Architectural destruction past and present

This photograph (from the archival collection of Konstantyn Moshchenko) shows the demolition of the bell tower of Kyiv's St. Nicholas Cathedral in 1934. If you look carefully at the top, you can see two "deconstruction workers" dismantling the masonry. The St. Nicholas Cathedral was one of the many churches commissioned by Ivan Mazepa and was consecrated in the late 1600s. The bell tower seen here was added in the mid 1700s.

In the 1930s, churches were torn down in the name of communism, while today, historically important buildings are destroyed to make room for corporate offices and hotels. In April of this year, the “reconstruction” of the Andriivskyi Uzviz in Kyiv began with the demolition of a nearly 130 year old building that had been declared a landmark of history, architecture, and urban design by the Ukrainian Ministry of Culture in 2011.

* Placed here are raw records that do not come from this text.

//! Genre Core - audio-to-feature pipeline and genre inference
//!
//! Turns a decoded mono clip into a ranked probability distribution over a
//! fixed, ordered set of genre labels:
//!
//! ```text
//! samples → resample → mel spectrogram → pad/truncate → classifier → ranking
//! └──────────── extraction worker ─────────────┘   └──── caller context ───┘
//! ```
//!
//! The classifier is an opaque function from a `[1, frames, bands, 1]` tensor to
//! one score per label. Every pipeline constant must match the values the
//! classifier was trained with.

pub mod audio;
pub mod config;
pub mod error;
pub mod features;
pub mod inference;
pub mod pipeline;

pub use audio::AudioClip;
pub use config::Config;
pub use error::PipelineError;
pub use features::{FeatureParams, NormalizedGrid, SpectrogramGrid};
pub use inference::{Classifier, ClassifierSlot, InferenceEngine, LabelSet, ProbabilityVector, Ranking};
pub use pipeline::{ClassificationOutcome, Orchestrator, PipelineState};
//! Label set and ranked results

use std::collections::HashSet;
use std::sync::Arc;

use serde::Serialize;

use super::engine::ProbabilityVector;
use super::error::{InferenceError, Result};

/// GTZAN genre labels, in classifier output order
pub const GTZAN_GENRES: [&str; 10] = [
    "blues",
    "classical",
    "country",
    "disco",
    "hiphop",
    "jazz",
    "metal",
    "pop",
    "reggae",
    "rock",
];

/// Ordered, non-empty list of unique genre labels
///
/// Position `i` names classifier output `i`.
#[derive(Debug, Clone, PartialEq, Eq)]
pub struct LabelSet {
    labels: Arc<[String]>,
}

impl LabelSet {
    pub fn new(labels: Vec<String>) -> Result<Self> {
        if labels.is_empty() {
            return Err(InferenceError::InvalidLabels("label list is empty".into()));
        }
        let mut seen = HashSet::with_capacity(labels.len());
        for label in &labels {
            if !seen.insert(label.as_str()) {
                return Err(InferenceError::InvalidLabels(format!("duplicate label '{}'", label)));
            }
        }
        Ok(Self { labels: labels.into() })
    }

    pub fn gtzan() -> Self {
        Self {
            labels: GTZAN_GENRES.iter().map(|s| s.to_string()).collect(),
        }
    }

    pub fn len(&self) -> usize {
        self.labels.len()
    }

    pub fn is_empty(&self) -> bool {
        self.labels.is_empty()
    }

    pub fn get(&self, index: usize) -> Option<&str> {
        self.labels.get(index).map(String::as_str)
    }

    pub fn iter(&self) -> impl Iterator<Item = &str> {
        self.labels.iter().map(String::as_str)
    }
}

/// One label with its raw score
#[derive(Debug, Clone, PartialEq, Serialize)]
pub struct RankedEntry {
    pub label: String,
    /// Position in the label set
    pub index: usize,
    pub score: f32,
}

/// Display entry: score expressed as a percentage
#[derive(Debug, Clone, PartialEq, Serialize)]
pub struct TopEntry {
    pub label: String,
    pub percent: f32,
}

/// All labels sorted by descending score
#[derive(Debug, Clone, PartialEq, Serialize)]
pub struct Ranking {
    entries: Vec<RankedEntry>,
}

impl Ranking {
    pub fn entries(&self) -> &[RankedEntry] {
        &self.entries
    }

    /// Highest-scoring entry
    pub fn predicted(&self) -> Option<&RankedEntry> {
        self.entries.first()
    }

    /// First `k` entries as percentages (all of them if `k` exceeds the label count)
    pub fn top_k(&self, k: usize) -> Vec<TopEntry> {
        self.entries
            .iter()
            .take(k)
            .map(|e| TopEntry {
                label: e.label.clone(),
                percent: e.score * 100.0,
            })
            .collect()
    }

    pub fn len(&self) -> usize {
        self.entries.len()
    }

    pub fn is_empty(&self) -> bool {
        self.entries.is_empty()
    }
}

/// Pair scores with labels and sort descending
///
/// Ties keep label order. Scores are not renormalized. Non-finite scores are
/// rejected since they have no place in a descending order.
pub fn rank(probs: &ProbabilityVector, labels: &LabelSet) -> Result<Ranking> {
    if probs.len() != labels.len() {
        return Err(InferenceError::LabelMismatch {
            expected: labels.len(),
            actual: probs.len(),
        });
    }
    if let Some(index) = probs.scores().iter().position(|s| !s.is_finite()) {
        return Err(InferenceError::Inference(format!(
            "non-finite score for label '{}'",
            labels.get(index).unwrap_or("?")
        )));
    }

    let mut entries: Vec<RankedEntry> = labels
        .iter()
        .zip(probs.scores())
        .enumerate()
        .map(|(index, (label, &score))| RankedEntry {
            label: label.to_string(),
            index,
            score,
        })
        .collect();

    // sort_by is stable
    entries.sort_by(|a, b| b.score.total_cmp(&a.score));

    Ok(Ranking { entries })
}
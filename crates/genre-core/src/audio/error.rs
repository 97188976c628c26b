//! Audio error types

use std::path::PathBuf;
use thiserror::Error;

/// Errors that can occur while decoding or resampling a clip
#[derive(Error, Debug)]
pub enum AudioError {
    /// Clip could not be decoded
    #[error("Could not decode audio: {0}")]
    Decode(String),

    /// Clip file could not be opened
    #[error("Failed to read audio file: {path}")]
    Read {
        path: PathBuf,
        #[source]
        source: std::io::Error,
    },

    /// Sample rate of zero passed to the resampler or clip constructor
    #[error("Invalid sample rate: source={source_rate}Hz, target={target_rate}Hz")]
    InvalidRate { source_rate: u32, target_rate: u32 },

    /// Resampler construction or processing failed
    #[error("Resampling failed: {0}")]
    Resample(String),
}

/// Result type for audio operations
pub type AudioResult<T> = Result<T, AudioError>;
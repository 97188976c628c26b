//! Mel spectrogram extraction
//!
//! Parameters come from [`FeatureParams`]:
//! - Hann-windowed frames of `frame_size` samples every `hop_size` samples
//!   (no centering or padding: a clip shorter than one frame yields zero frames)
//! - Power spectrum via real FFT
//! - Triangular HTK mel filters over [0, target_rate / 2], each scaled to unit area
//! - Log compression: 10 * log10(energy + log_epsilon)

use std::sync::Arc;

use realfft::{RealFftPlanner, RealToComplex};

use super::error::ExtractionError;
use super::grid::SpectrogramGrid;
use super::FeatureParams;

/// Log-compress one mel band energy
///
/// Computed in f64 so `log_compress(0.0, 1e-6)` lands exactly on -60.
pub fn log_compress(energy: f32, epsilon: f32) -> f32 {
    (10.0 * (energy as f64 + epsilon as f64).log10()) as f32
}

/// One triangular filter, stored from its first non-zero bin
#[derive(Debug, Clone)]
struct MelFilter {
    start_bin: usize,
    weights: Vec<f32>,
    center_hz: f32,
}

/// Mel spectrogram extractor with a precomputed window, filterbank and FFT plan
pub struct MelExtractor {
    frame_size: usize,
    hop_size: usize,
    log_epsilon: f32,
    window: Vec<f32>,
    filters: Vec<MelFilter>,
    fft: Arc<dyn RealToComplex<f32>>,
}

impl MelExtractor {
    pub fn new(params: &FeatureParams) -> Result<Self, ExtractionError> {
        params.validate()?;

        let filters = create_mel_filterbank(params.mel_bands, params.frame_size, params.target_rate as f32);
        let empty = filters.iter().filter(|f| f.weights.is_empty()).count();
        if empty > 0 {
            log::debug!(
                "{} of {} mel filters fall between FFT bins and stay silent",
                empty,
                params.mel_bands
            );
        }

        let mut planner = RealFftPlanner::<f32>::new();
        let fft = planner.plan_fft_forward(params.frame_size);

        Ok(Self {
            frame_size: params.frame_size,
            hop_size: params.hop_size,
            log_epsilon: params.log_epsilon,
            window: hann_window(params.frame_size),
            filters,
            fft,
        })
    }

    /// Frames produced for a signal of `n_samples`
    pub fn frame_count(&self, n_samples: usize) -> usize {
        if n_samples < self.frame_size {
            0
        } else {
            (n_samples - self.frame_size) / self.hop_size + 1
        }
    }

    pub fn n_bands(&self) -> usize {
        self.filters.len()
    }

    /// Center frequency of each mel band
    pub fn band_centers_hz(&self) -> Vec<f32> {
        self.filters.iter().map(|f| f.center_hz).collect()
    }

    /// Compute the log mel spectrogram of a signal already at the target rate
    pub fn compute(&self, samples: &[f32]) -> Result<SpectrogramGrid, ExtractionError> {
        let n_frames = self.frame_count(samples.len());
        let mut grid = SpectrogramGrid::with_capacity(n_frames, self.n_bands());

        let mut frame_buf = vec![0.0f32; self.frame_size];
        let mut spectrum = self.fft.make_output_vec();
        let mut scratch = self.fft.make_scratch_vec();
        let mut power = vec![0.0f32; spectrum.len()];

        for frame_idx in 0..n_frames {
            let start = frame_idx * self.hop_size;
            let frame = &samples[start..start + self.frame_size];

            for ((dst, &s), &w) in frame_buf.iter_mut().zip(frame).zip(&self.window) {
                *dst = s * w;
            }

            self.fft
                .process_with_scratch(&mut frame_buf, &mut spectrum, &mut scratch)
                .map_err(|e| ExtractionError::Fft(format!("{:?}", e)))?;

            for (p, c) in power.iter_mut().zip(&spectrum) {
                *p = c.norm_sqr();
            }

            let bands = self
                .filters
                .iter()
                .map(|filter| {
                    let energy: f32 = filter
                        .weights
                        .iter()
                        .zip(&power[filter.start_bin..])
                        .map(|(&w, &p)| w * p)
                        .sum();
                    log_compress(energy.max(0.0), self.log_epsilon)
                })
                .collect();

            grid.push_frame(bands);
        }

        log::debug!(
            "Mel spectrogram: {} samples -> {} frames x {} bands",
            samples.len(),
            n_frames,
            self.n_bands()
        );

        Ok(grid)
    }
}

/// Periodic Hann window
fn hann_window(size: usize) -> Vec<f32> {
    (0..size)
        .map(|i| {
            let phase = 2.0 * std::f32::consts::PI * i as f32 / size as f32;
            0.5 * (1.0 - phase.cos())
        })
        .collect()
}

/// Create the triangular mel filterbank over [0, sample_rate / 2]
fn create_mel_filterbank(n_bands: usize, frame_size: usize, sample_rate: f32) -> Vec<MelFilter> {
    let n_bins = frame_size / 2 + 1;
    let mel_min = hz_to_mel(0.0);
    let mel_max = hz_to_mel(sample_rate / 2.0);

    // n_bands + 2 evenly spaced mel points give each filter its left/center/right edge
    let n_points = n_bands + 2;
    let bin_points: Vec<f32> = (0..n_points)
        .map(|i| mel_min + (mel_max - mel_min) * i as f32 / (n_points - 1) as f32)
        .map(|mel| mel_to_hz(mel) * frame_size as f32 / sample_rate)
        .collect();

    (0..n_bands)
        .map(|band| {
            let left = bin_points[band];
            let center = bin_points[band + 1];
            let right = bin_points[band + 2];

            let mut weights = vec![0.0f32; n_bins];
            for (bin, weight) in weights.iter_mut().enumerate() {
                let bin_f = bin as f32;
                if bin_f > left && bin_f <= center && center > left {
                    *weight = (bin_f - left) / (center - left);
                } else if bin_f > center && bin_f < right && right > center {
                    *weight = (right - bin_f) / (right - center);
                }
            }

            // Unit area
            let area: f32 = weights.iter().sum();
            if area > 0.0 {
                weights.iter_mut().for_each(|w| *w /= area);
            }

            let start_bin = weights.iter().position(|&w| w > 0.0).unwrap_or(0);
            let end_bin = weights.iter().rposition(|&w| w > 0.0).map_or(start_bin, |i| i + 1);

            MelFilter {
                start_bin,
                weights: weights[start_bin..end_bin].to_vec(),
                center_hz: center * sample_rate / frame_size as f32,
            }
        })
        .collect()
}

fn hz_to_mel(hz: f32) -> f32 {
    2595.0 * (1.0 + hz / 700.0).log10()
}

fn mel_to_hz(mel: f32) -> f32 {
    700.0 * (10.0_f32.powf(mel / 2595.0) - 1.0)
}

#[cfg(test)]
mod tests {
    use super::*;
    use crate::features::SILENCE_FLOOR_DB;

    fn sine(freq: f32, rate: u32, len: usize) -> Vec<f32> {
        (0..len)
            .map(|i| (2.0 * std::f32::consts::PI * freq * i as f32 / rate as f32).sin() * 0.5)
            .collect()
    }

    #[test]
    fn test_mel_hz_roundtrip() {
        let hz = 1000.0;
        let mel = hz_to_mel(hz);
        let back = mel_to_hz(mel);
        assert!((back - hz).abs() < 0.1, "Roundtrip: {} -> {} -> {}", hz, mel, back);
    }

    #[test]
    fn test_log_floor_matches_padding_constant() {
        assert_eq!(log_compress(0.0, 1e-6), SILENCE_FLOOR_DB);
        assert_eq!(log_compress(0.0, 1e-6), FeatureParams::default().padding_floor());
    }

    #[test]
    fn test_frame_count_formula() {
        let extractor = MelExtractor::new(&FeatureParams::default()).unwrap();
        assert_eq!(extractor.frame_count(0), 0);
        assert_eq!(extractor.frame_count(2047), 0);
        assert_eq!(extractor.frame_count(2048), 1);
        assert_eq!(extractor.frame_count(3071), 1);
        assert_eq!(extractor.frame_count(3072), 2);
        assert_eq!(extractor.frame_count(66150), 63);
    }

    #[test]
    fn test_short_signal_has_no_frames() {
        let extractor = MelExtractor::new(&FeatureParams::default()).unwrap();
        let grid = extractor.compute(&[0.1; 2000]).unwrap();
        assert_eq!(grid.frame_count(), 0);
        assert_eq!(grid.n_bands(), 64);
    }

    #[test]
    fn test_silence_sits_on_floor() {
        let extractor = MelExtractor::new(&FeatureParams::default()).unwrap();
        let grid = extractor.compute(&[0.0; 4096]).unwrap();
        assert_eq!(grid.frame_count(), 3);
        assert!(grid.frames().iter().flatten().all(|&v| v == SILENCE_FLOOR_DB));
    }

    #[test]
    fn test_filters_have_unit_area() {
        let filters = create_mel_filterbank(64, 2048, 22050.0);
        assert_eq!(filters.len(), 64);
        for (i, filter) in filters.iter().enumerate() {
            if filter.weights.is_empty() {
                continue;
            }
            let area: f32 = filter.weights.iter().sum();
            assert!((area - 1.0).abs() < 1e-4, "filter {} area {}", i, area);
        }
    }

    #[test]
    fn test_tone_peaks_in_matching_band() {
        let params = FeatureParams::default();
        let extractor = MelExtractor::new(&params).unwrap();
        let grid = extractor.compute(&sine(1000.0, params.target_rate, 22050)).unwrap();

        let frame = &grid.frames()[5];
        let peak = frame
            .iter()
            .enumerate()
            .max_by(|a, b| a.1.partial_cmp(b.1).unwrap_or(std::cmp::Ordering::Equal))
            .map(|(i, _)| i)
            .unwrap();
        let centers = extractor.band_centers_hz();
        assert!((centers[peak] - 1000.0).abs() < 100.0, "peak band centered at {} Hz", centers[peak]);
        assert!(frame[peak] > SILENCE_FLOOR_DB + 40.0);
    }

    #[test]
    fn test_deterministic() {
        let params = FeatureParams::default();
        let samples = sine(330.0, params.target_rate, 30000);
        let a = MelExtractor::new(&params).unwrap().compute(&samples).unwrap();
        let b = MelExtractor::new(&params).unwrap().compute(&samples).unwrap();
        assert_eq!(a, b);
    }
}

As an architect with family heritage from Ukraine and Kiev, I lament the senseless loss of irreplaceable buildings such as these. Development is vital. Yet, it is important that development occur in concert with preservation of historic structures. New and old can co-exist . Thoughtful, creative planning and design can ensure that new buildings incorporate and preserve the older existing context, enriching both and creating a better, more successful overall environment.